Your callers send requests to the integration Relay URL (it contains a public key).
Calling the Relay URL
Every integration has a public Relay URL that looks like:
https://<your-domain>/r/<integration_public_key>
https://<your-domain>/r/<integration_public_key>/optional/path
Supported methods
- GET, POST, PUT are supported by default.

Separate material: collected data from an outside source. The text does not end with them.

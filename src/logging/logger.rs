// file: src/logging/logger.rs
// version: 2.0.0
// guid: 8f2b6c4e-71d3-4a09-b5e2-0c6a9d3f1e27

//! Logger initialization and configuration

use crate::Result;
use tracing::Instrument;
use tracing_subscriber::{fmt, layer::SubscriberExt, util::SubscriberInitExt, EnvFilter};

/// Initialize the logging system
pub fn init_logger(verbose: bool, quiet: bool) -> Result<()> {
    let filter = if quiet {
        EnvFilter::new("error")
    } else if verbose {
        EnvFilter::new("debug")
    } else {
        EnvFilter::new("info")
    };

    tracing_subscriber::registry()
        .with(filter)
        .with(
            fmt::layer()
                .with_target(false)
                .with_thread_ids(false)
                .with_file(false)
                .with_line_number(false)
                .with_writer(std::io::stderr)
                .compact(),
        )
        .try_init()
        .map_err(|e| crate::UpgradeError::config(format!("Failed to initialize logger: {}", e)))?;

    Ok(())
}

/// Initialize structured JSON logging (for scripted runs)
pub fn init_json_logger() -> Result<()> {
    let filter = EnvFilter::try_from_default_env().unwrap_or_else(|_| EnvFilter::new("info"));

    tracing_subscriber::registry()
        .with(filter)
        .with(
            fmt::layer()
                .json()
                .with_current_span(true)
                .with_writer(std::io::stderr),
        )
        .try_init()
        .map_err(|e| {
            crate::UpgradeError::config(format!("Failed to initialize JSON logger: {}", e))
        })?;

    Ok(())
}

/// Run a device-scoped future inside a `device` span
pub async fn with_device_span<F, R>(host: &str, phase: &str, fut: F) -> R
where
    F: std::future::Future<Output = R>,
{
    let span = tracing::info_span!("device", host = host, phase = phase);
    fut.instrument(span).await
}

#[cfg(test)]
mod tests {
    use super::*;

    #[test]
    fn test_init_logger_default() {
        // The global subscriber can only be set once per process, so either
        // outcome is acceptable here.
        let result = init_logger(false, false);
        assert!(result.is_ok() || result.is_err());
    }

    #[test]
    fn test_init_json_logger() {
        let result = init_json_logger();
        assert!(result.is_ok() || result.is_err());
    }

    #[tokio::test]
    async fn test_with_device_span_returns_value() {
        let result = with_device_span("sw-core-1", "inspect", async { 40 + 2 }).await;
        assert_eq!(result, 42);
    }
}
// file: src/main.rs
// version: 2.0.0
// guid: e9c2b6f1-0a47-4d38-95b3-8f1e4a7c2d60

//! Stack Upgrade Agent - Main entry point

use clap::Parser;
use stack_upgrade_agent::{
    cli::{commands::*, Cli, Commands},
    logging, Result,
};
use tokio::signal;
use tracing::warn;

#[tokio::main]
async fn main() -> Result<()> {
    let cli = Cli::parse();

    if cli.log_json {
        logging::init_json_logger()?;
    } else {
        logging::init_logger(cli.verbose, cli.quiet)?;
    }

    let shutdown_signal = async {
        if let Err(e) = signal::ctrl_c().await {
            warn!("Failed to listen for Ctrl+C: {}", e);
            std::future::pending::<()>().await;
        }
    };

    let Cli {
        command,
        config,
        site,
        ..
    } = cli;

    let command_future = async move {
        let site = site.as_deref();
        match command {
            Commands::Upgrade {
                json,
                yes,
                serve_dir,
            } => upgrade_command(&config, site, json, yes, serve_dir).await,
            Commands::Check { json } => check_command(&config, site, json).await,
            Commands::Plan { json } => plan_command(&config, site, json).await,
            Commands::ServeImages { dir, bind } => serve_images_command(&config, dir, bind).await,
        }
    };

    tokio::select! {
        result = command_future => result,
        _ = shutdown_signal => {
            warn!("Interrupted by user");
            std::process::exit(130);
        }
    }
}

- For POST/PUT, send JSON in the body with
Content-Type: application/json.
Query string + path behavior
- The optional path (everything after
/r/<key>/) can be forwarded to the destination when your integration is configured to do so. - Inbound query string parameters are preserved and can be combined with JSON→QueryString mapping (depending on the integration mode).
Example cURL call
curl -X POST "https://<your-domain>/r/<key>" \
-H "Content-Type: application/json" \
-d '{"to":"9725XXXXXXXX","text":"Hello from Relay"}'
Endpoints
UI: Endpoints. Endpoints describe the target API CloudApi will call.
Key fields
- HTTP Method and URL — the destination.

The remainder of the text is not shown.